[Supplied material — start]

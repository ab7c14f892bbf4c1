// ── Tray identity correlation ──
//
// Maps a logical tray to its AMS unit/slot and reads the RFID tag the
// printer reports for it. Read-only over a telemetry snapshot.

use crate::model::{PrinterTelemetry, RfidTag, TraySlot};

/// RFID tag of `tray`, if the telemetry has one. Missing units, missing
/// slots, a missing payload and the all-zero tag all yield `None`.
pub fn correlate(tray: TraySlot, telemetry: Option<&PrinterTelemetry>) -> Option<RfidTag> {
    let position = tray.ams_position()?;
    let units = &telemetry?.print.as_ref()?.ams.as_ref()?.ams;
    let unit = units.get(usize::from(position.unit))?;

    let slot_id = position.slot.to_string();
    unit.tray
        .iter()
        .find(|entry| entry.id == slot_id)
        .and_then(|entry| entry.tray_uuid.as_deref())
        .and_then(RfidTag::parse)
}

[Supplied material — finish]

Work task - Your answer should consist of the lines above that hold the word "TraySlot", copied exactly.

Reply -
use crate::model::{PrinterTelemetry, RfidTag, TraySlot};
pub fn correlate(tray: TraySlot, telemetry: Option<&PrinterTelemetry>) -> Option<RfidTag> {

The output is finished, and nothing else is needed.